Howdy folks!!! Well, our journey continued as we headed from Hampton on down to Broad Creek from the Phish festivities. Caught a CAT nap in the truck and then met up with Jim Baugh and his buddy Bill for some offshore action. We were rollin' down the sound at 6:45am with the parade of boats pouring out of Pirate's Cove for the Tourney. It was a truly amazing site to behold as some of the finest fishing machines from the mid-Atlantic region cruised thru the channel and headed for open waters. As we broke free of the inlet the only thing toying with the boat was the tremendous amount of wake action being generated by all of those vessels. There was zero wind and only the hint of a SE swell as we motored S down the beach.
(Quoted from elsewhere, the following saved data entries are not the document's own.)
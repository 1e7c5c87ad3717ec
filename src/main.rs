use std::path::PathBuf;

use anyhow::{Context, Result};
use clap::{Parser, Subcommand};
use tracing_subscriber::{fmt, EnvFilter};

use tunnelmon::agent::Agent;
use tunnelmon::config::Config;

/// VPN session monitoring and traffic accounting agent.
#[derive(Parser)]
#[command(name = "tunnelmon", about)]
struct Cli {
    /// Path to the YAML configuration file.
    #[arg(short, long)]
    config: Option<PathBuf>,

    /// Logging verbosity level (trace, debug, info, warn, error).
    #[arg(long, default_value = "info")]
    log_level: String,

    #[command(subcommand)]
    command: Option<Command>,
}

#[derive(Subcommand)]
enum Command {
    /// Print version information and exit.
    Version,
}

/// Build-time version info, injected via RUSTFLAGS or the environment.
mod version {
    /// Release version string (set at build time).
    pub const RELEASE: &str = env!("CARGO_PKG_VERSION");

    /// Git commit hash (set at build time via env, or "unknown").
    pub fn git_commit() -> &'static str {
        option_env!("GIT_COMMIT").unwrap_or("unknown")
    }

    /// Target OS.
    pub fn target_os() -> &'static str {
        std::env::consts::OS
    }

    /// Target architecture.
    pub fn target_arch() -> &'static str {
        std::env::consts::ARCH
    }

    /// Full version string with platform info.
    pub fn full() -> String {
        format!(
            "{} (commit: {}, {}/{})",
            RELEASE,
            git_commit(),
            target_os(),
            target_arch(),
        )
    }
}

fn main() -> Result<()> {
    let cli = Cli::parse();

    // Handle version subcommand before anything else.
    if let Some(Command::Version) = &cli.command {
        println!("tunnelmon {}", version::full());
        return Ok(());
    }

    // Initialize tracing.
    let filter = EnvFilter::try_new(&cli.log_level)
        .with_context(|| format!("invalid log level: {}", cli.log_level))?;

    fmt().with_env_filter(filter).with_target(true).init();

    // Config is required for the main agent run.
    let config_path = cli
        .config
        .context("--config is required (use --help for usage)")?;

    let cfg = Config::load(&config_path)
        .with_context(|| format!("loading config from {}", config_path.display()))?;

    tracing::info!(
        version = version::RELEASE,
        commit = version::git_commit(),
        "starting tunnelmon",
    );

    // Build and run the tokio runtime.
    let rt = tokio::runtime::Builder::new_multi_thread()
        .enable_all()
        .build()
        .context("building tokio runtime")?;

    rt.block_on(async { run(cfg).await })
}

async fn run(cfg: Config) -> Result<()> {
    // Set up signal handling.
    let (shutdown_tx, shutdown_rx) = tokio::sync::oneshot::channel::<()>();

    tokio::spawn(async move {
        let ctrl_c = tokio::signal::ctrl_c();
        let mut sigterm = tokio::signal::unix::signal(tokio::signal::unix::SignalKind::terminate())
            .expect("failed to register SIGTERM handler");

        tokio::select! {
            _ = ctrl_c => {
                tracing::info!("received SIGINT, shutting down");
            }
            _ = sigterm.recv() => {
                tracing::info!("received SIGTERM, shutting down");
            }
        }

        let _ = shutdown_tx.send(());
    });

    // Start the agent.
    let mut agent = Agent::new(cfg)?;
    agent.start().await?;

    // Wait for shutdown signal.
    let _ = shutdown_rx.await;

    // Graceful shutdown.
    agent.stop().await?;

    tracing::info!("tunnelmon stopped");

    Ok(())
}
There were tons of bait schools and some inviting rips in about 100' of water but we stayed our course and when we arrived at the 100 fathom line we discovered seemingly perfect angling condtions.... You can NEVER judge a book by it's cover... NEVER! We fished this incredible rip with grass, 83* Gulf water pushing against a 2 degree break into a lesser shade of blue,upwelling currents, birds..... but very few nibbles for us and the other boats in this area. Very disheartening. We had a few bites in 1 10minute window and finally scored a Wahoo of around 30lbs; Bill's first. Way to go Bill!!! Worked both sides of the rip hard, running 9 lines, keeping the baits clean, and continously in 'the zone', all to no avail. The fishies would just not cooperate. There was even mention by one of the charter fleet that even the Bailer's had lock jaw, which is not a good sign at all. So we worked inshore over more rips, upwellings, temperature breaks, and depth changes until around 1:30pm when we called it a day. It just wasn't happening. The weather was too perfect it seemed. The ride back was easy as could be, albeit quiet for our disappointment. Going to try with JB again in September and hopefully we'll be able to get some footage for the camera. Ofcourse, it'll probably be snotty as all get out, but the fishing will hopefully be much improved. Fish On 

Laughing so hard, the devil gets scared.... 

Zigh 
><((((*>


----------



## nmb surffisher (Mar 3, 2004)

how was hampton? have u heared jay-z in brooklin,great stuff!


----------